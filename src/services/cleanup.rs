use tokio_cron_scheduler::{Job, JobScheduler};

use crate::services::reminder::ReminderScheduler;
use crate::utils::logging::log_maintenance;

/// Top of every hour.
pub const HOURLY_SWEEP_SCHEDULE: &str = "0 0 * * * *";

/// Periodically evicts completed reminders that outlived the grace window,
/// covering purge timers that never ran (e.g. across a suspend/resume).
pub struct CleanupService {
    reminders: ReminderScheduler,
    scheduler: JobScheduler,
}

impl CleanupService {
    pub async fn new(reminders: ReminderScheduler) -> Result<Self, Box<dyn std::error::Error + Send + Sync>> {
        let scheduler = JobScheduler::new().await?;

        Ok(Self {
            reminders,
            scheduler,
        })
    }

    pub async fn start(&mut self) -> Result<(), Box<dyn std::error::Error + Send + Sync>> {
        let reminders = self.reminders.clone();

        let sweep_job = Job::new_async(HOURLY_SWEEP_SCHEDULE, move |_uuid, _l| {
            let reminders = reminders.clone();
            Box::pin(async move {
                let cleaned = reminders.sweep_completed();
                log_maintenance("hourly reminder sweep", cleaned);
            })
        })?;

        self.scheduler.add(sweep_job).await?;
        self.scheduler.start().await?;

        tracing::info!("Cleanup service started - sweeping completed reminders every hour");
        Ok(())
    }

    pub async fn stop(&mut self) -> Result<(), Box<dyn std::error::Error + Send + Sync>> {
        self.scheduler.shutdown().await?;
        Ok(())
    }

    /// Runs the sweep immediately instead of waiting for the next hour.
    pub fn sweep_now(&self) -> usize {
        let cleaned = self.reminders.sweep_completed();
        log_maintenance("manual reminder sweep", cleaned);
        cleaned
    }
}
use axum::{
    extract::State,
    http::StatusCode,
    response::Json,
    routing::get,
    Router,
};
use serde::{Deserialize, Serialize};
use tower_http::trace::TraceLayer;
use crate::models::ReminderStats;
use crate::services::reminder::ReminderScheduler;
use chrono::{DateTime, Utc};

#[derive(Debug, Serialize, Deserialize)]
pub struct HealthResponse {
    pub status: String,
    pub timestamp: DateTime<Utc>,
    pub version: String,
    pub uptime_seconds: u64,
    pub reminders: ReminderStats,
}

#[derive(Clone)]
pub struct AppState {
    pub reminders: ReminderScheduler,
    pub start_time: DateTime<Utc>,
}

pub struct HealthService {
    pub router: Router,
}

impl HealthService {
    pub fn new(reminders: ReminderScheduler) -> Self {
        let state = AppState {
            reminders,
            start_time: Utc::now(),
        };

        let router = Router::new()
            .route("/", get(root))
            .route("/status", get(status))
            .route("/health", get(health_check))
            .route("/health/ready", get(readiness_check))
            .route("/health/live", get(liveness_check))
            .with_state(state)
            .layer(TraceLayer::new_for_http());

        Self { router }
    }
}

/// Every pending reminder must own exactly one armed timer.
fn timers_consistent(stats: &ReminderStats) -> bool {
    stats.scheduled_timers == stats.active_reminders
}

async fn health_check(State(state): State<AppState>) -> Result<Json<HealthResponse>, StatusCode> {
    let stats = state.reminders.stats();
    let uptime = Utc::now()
        .signed_duration_since(state.start_time)
        .num_seconds()
        .max(0) as u64;

    if !timers_consistent(&stats) {
        tracing::warn!(
            "Health check: {} active reminders but {} armed timers",
            stats.active_reminders,
            stats.scheduled_timers
        );
        return Err(StatusCode::SERVICE_UNAVAILABLE);
    }

    Ok(Json(HealthResponse {
        status: "healthy".to_string(),
        timestamp: Utc::now(),
        version: env!("CARGO_PKG_VERSION").to_string(),
        uptime_seconds: uptime,
        reminders: stats,
    }))
}

async fn readiness_check(State(state): State<AppState>) -> Result<Json<&'static str>, StatusCode> {
    if timers_consistent(&state.reminders.stats()) {
        Ok(Json("ready"))
    } else {
        Err(StatusCode::SERVICE_UNAVAILABLE)
    }
}

async fn liveness_check() -> Json<&'static str> {
    // If this endpoint responds, the process is alive
    Json("alive")
}

async fn status() -> &'static str {
    "Reminder Bot is running! ✅"
}

async fn root() -> &'static str {
    "Reminder Bot - Online and Ready! 🤖"
}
◆ ◆ ◆
WORK TO COMPLETE
All the entries above must be repeated exactly as they were given.

REPLY
filename src/services/cleanup.rs
use tokio_cron_scheduler::{Job, JobScheduler};

use crate::services::reminder::ReminderScheduler;
use crate::utils::logging::log_maintenance;

/// Top of every hour.
pub const HOURLY_SWEEP_SCHEDULE: &str = "0 0 * * * *";

/// Periodically evicts completed reminders that outlived the grace window,
/// covering purge timers that never ran (e.g. across a suspend/resume).
pub struct CleanupService {
    reminders: ReminderScheduler,
    scheduler: JobScheduler,
}

impl CleanupService {
    pub async fn new(reminders: ReminderScheduler) -> Result<Self, Box<dyn std::error::Error + Send + Sync>> {
        let scheduler = JobScheduler::new().await?;

        Ok(Self {
            reminders,
            scheduler,
        })
    }

    pub async fn start(&mut self) -> Result<(), Box<dyn std::error::Error + Send + Sync>> {
        let reminders = self.reminders.clone();

        let sweep_job = Job::new_async(HOURLY_SWEEP_SCHEDULE, move |_uuid, _l| {
            let reminders = reminders.clone();
            Box::pin(async move {
                let cleaned = reminders.sweep_completed();
                log_maintenance("hourly reminder sweep", cleaned);
            })
        })?;

        self.scheduler.add(sweep_job).await?;
        self.scheduler.start().await?;

        tracing::info!("Cleanup service started - sweeping completed reminders every hour");
        Ok(())
    }

    pub async fn stop(&mut self) -> Result<(), Box<dyn std::error::Error + Send + Sync>> {
        self.scheduler.shutdown().await?;
        Ok(())
    }

    /// Runs the sweep immediately instead of waiting for the next hour.
    pub fn sweep_now(&self) -> usize {
        let cleaned = self.reminders.sweep_completed();
        log_maintenance("manual reminder sweep", cleaned);
        cleaned
    }
}
use axum::{
    extract::State,
    http::StatusCode,
    response::Json,
    routing::get,
    Router,
};
use serde::{Deserialize, Serialize};
use tower_http::trace::TraceLayer;
use crate::models::ReminderStats;
use crate::services::reminder::ReminderScheduler;
use chrono::{DateTime, Utc};

#[derive(Debug, Serialize, Deserialize)]
pub struct HealthResponse {
    pub status: String,
    pub timestamp: DateTime<Utc>,
    pub version: String,
    pub uptime_seconds: u64,
    pub reminders: ReminderStats,
}

#[derive(Clone)]
pub struct AppState {
    pub reminders: ReminderScheduler,
    pub start_time: DateTime<Utc>,
}

pub struct HealthService {
    pub router: Router,
}

impl HealthService {
    pub fn new(reminders: ReminderScheduler) -> Self {
        let state = AppState {
            reminders,
            start_time: Utc::now(),
        };

        let router = Router::new()
            .route("/", get(root))
            .route("/status", get(status))
            .route("/health", get(health_check))
            .route("/health/ready", get(readiness_check))
            .route("/health/live", get(liveness_check))
            .with_state(state)
            .layer(TraceLayer::new_for_http());

        Self { router }
    }
}

/// Every pending reminder must own exactly one armed timer.
fn timers_consistent(stats: &ReminderStats) -> bool {
    stats.scheduled_timers == stats.active_reminders
}

async fn health_check(State(state): State<AppState>) -> Result<Json<HealthResponse>, StatusCode> {
    let stats = state.reminders.stats();
    let uptime = Utc::now()
        .signed_duration_since(state.start_time)
        .num_seconds()
        .max(0) as u64;

    if !timers_consistent(&stats) {
        tracing::warn!(
            "Health check: {} active reminders but {} armed timers",
            stats.active_reminders,
            stats.scheduled_timers
        );
        return Err(StatusCode::SERVICE_UNAVAILABLE);
    }

    Ok(Json(HealthResponse {
        status: "healthy".to_string(),
        timestamp: Utc::now(),
        version: env!("CARGO_PKG_VERSION").to_string(),
        uptime_seconds: uptime,
        reminders: stats,
    }))
}

async fn readiness_check(State(state): State<AppState>) -> Result<Json<&'static str>, StatusCode> {
    if timers_consistent(&state.reminders.stats()) {
        Ok(Json("ready"))
    } else {
        Err(StatusCode::SERVICE_UNAVAILABLE)
    }
}

async fn liveness_check() -> Json<&'static str> {
    // If this endpoint responds, the process is alive
    Json("alive")
}

async fn status() -> &'static str {
    "Reminder Bot is running! ✅"
}

async fn root() -> &'static str {
    "Reminder Bot - Online and Ready! 🤖"
}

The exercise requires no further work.